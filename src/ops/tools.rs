//! Manual editing actions.
//!
//! Each action reads the current preview and returns the operations to
//! propose, authored by the user. Nothing here mutates state.

use std::collections::HashSet;

use crate::model::{Row, SheetState};
use crate::ops::{Author, EditOperation, OpIdBatch, SortDirection};
use crate::sync::grid::slugify;

/// Deletes every row whose value in `column_id` already appeared in an
/// earlier row. Blank values never count as duplicates.
pub fn remove_duplicates(preview: &SheetState, column_id: &str) -> Vec<EditOperation> {
    let mut ids = OpIdBatch::new();
    let mut seen = HashSet::new();
    let mut ops = Vec::new();
    for row in &preview.rows {
        let value = row.cell(column_id);
        if value.trim().is_empty() {
            continue;
        }
        if !seen.insert(value) {
            ops.push(EditOperation::row_delete(
                ids.next("dedupe"),
                Author::User,
                row.id.clone(),
            ));
        }
    }
    tracing::debug!(column = column_id, duplicates = ops.len(), "remove duplicates");
    ops
}

/// Lowercases every value in `column_id` that is not already lowercase.
pub fn normalize_emails(preview: &SheetState, column_id: &str) -> Vec<EditOperation> {
    let mut ids = OpIdBatch::new();
    preview
        .rows
        .iter()
        .filter_map(|row| {
            let value = row.cell(column_id);
            let lower = value.trim().to_lowercase();
            (lower != value).then(|| {
                EditOperation::cell_update(
                    ids.next("email"),
                    Author::User,
                    row.id.clone(),
                    column_id,
                    lower,
                )
                .with_old_value(value)
            })
        })
        .collect()
}

/// Adds a column labelled `label`. The id is the label's slug, or
/// `col_<millis>` when the slug is empty or taken.
pub fn add_column(preview: &SheetState, label: &str) -> EditOperation {
    let mut ids = OpIdBatch::new();
    let slug = slugify(label);
    let column_id = if slug.is_empty() || preview.column(&slug).is_some() {
        format!("col_{}", ids.stamp())
    } else {
        slug
    };
    let label = label.trim();
    EditOperation::ColumnAdd {
        id: ids.next("col"),
        author: Author::User,
        column_id,
        column_label: (!label.is_empty()).then(|| label.to_string()),
    }
}

pub fn delete_column(column_id: &str) -> EditOperation {
    EditOperation::ColumnDelete {
        id: OpIdBatch::new().next("col"),
        author: Author::User,
        column_id: column_id.to_string(),
    }
}

/// Appends an empty row. Without an explicit id the row becomes
/// `r<len+1>`, bumped past any id already in use.
pub fn add_row(preview: &SheetState, row_id: Option<&str>) -> EditOperation {
    let row_id = match row_id {
        Some(id) => id.to_string(),
        None => {
            let mut n = preview.rows.len() + 1;
            while preview.row(&format!("r{n}")).is_some() {
                n += 1;
            }
            format!("r{n}")
        }
    };
    EditOperation::AddRow {
        id: OpIdBatch::new().next("row"),
        author: Author::User,
        row: Row::blank(row_id, &preview.columns),
    }
}

pub fn delete_row(row_id: &str) -> EditOperation {
    EditOperation::row_delete(OpIdBatch::new().next("del"), Author::User, row_id)
}

pub fn sort(column_id: &str, direction: SortDirection) -> EditOperation {
    EditOperation::sort(OpIdBatch::new().next("sort"), Author::User, column_id, direction)
}

/// Keeps only rows whose trimmed value in `column_id` equals `keep`.
pub fn filter_keep(preview: &SheetState, column_id: &str, keep: &str) -> Vec<EditOperation> {
    let mut ids = OpIdBatch::new();
    let keep = keep.trim();
    preview
        .rows
        .iter()
        .filter(|row| row.cell(column_id).trim() != keep)
        .map(|row| EditOperation::row_delete(ids.next("filter"), Author::User, row.id.clone()))
        .collect()
}

/// A manual cell edit, or `None` when `value` equals what the preview
/// already shows.
pub fn commit_cell(
    preview: &SheetState,
    row_id: &str,
    column_id: &str,
    value: &str,
) -> Option<EditOperation> {
    let current = preview.cell(row_id, column_id).unwrap_or_default();
    if current == value {
        return None;
    }
    Some(
        EditOperation::cell_update(
            OpIdBatch::new().next("edit"),
            Author::User,
            row_id,
            column_id,
            value,
        )
        .with_old_value(current),
    )
}

#[cfg(test)]
mod tests {
    use super::*;
    use crate::model::Column;

    #[test]
    fn add_column_falls_back_when_slug_is_taken() {
        let state = SheetState::new(vec![Column::new("email", "Email")], Vec::new());
        let EditOperation::ColumnAdd { column_id, .. } = add_column(&state, "E-mail") else {
            panic!("expected column_add");
        };
        assert_eq!(column_id, "e_mail");
        let EditOperation::ColumnAdd { column_id, .. } = add_column(&state, " Email ") else {
            panic!("expected column_add");
        };
        assert!(column_id.starts_with("col_"));
    }
}
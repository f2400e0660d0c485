pub mod broker;
pub mod extract;
pub mod grid;
pub mod remote;
pub mod session;
pub mod sheets_api;

pub use remote::{
    ConnectedAccount, ConnectionBroker, ConnectionStatus, InitiateOutcome, SheetTab, SheetTarget,
    SheetsBackend,
};
pub use session::{SessionSnapshot, SheetSession};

■ ■ ■ ■ ■ ■ ■

■ **Work to complete**:
Filter the listing above down to the lines that contain the word "every".

■ **Exercise solution**:
/// Deletes every row whose value in `column_id` already appeared in an
/// Lowercases every value in `column_id` that is not already lowercase.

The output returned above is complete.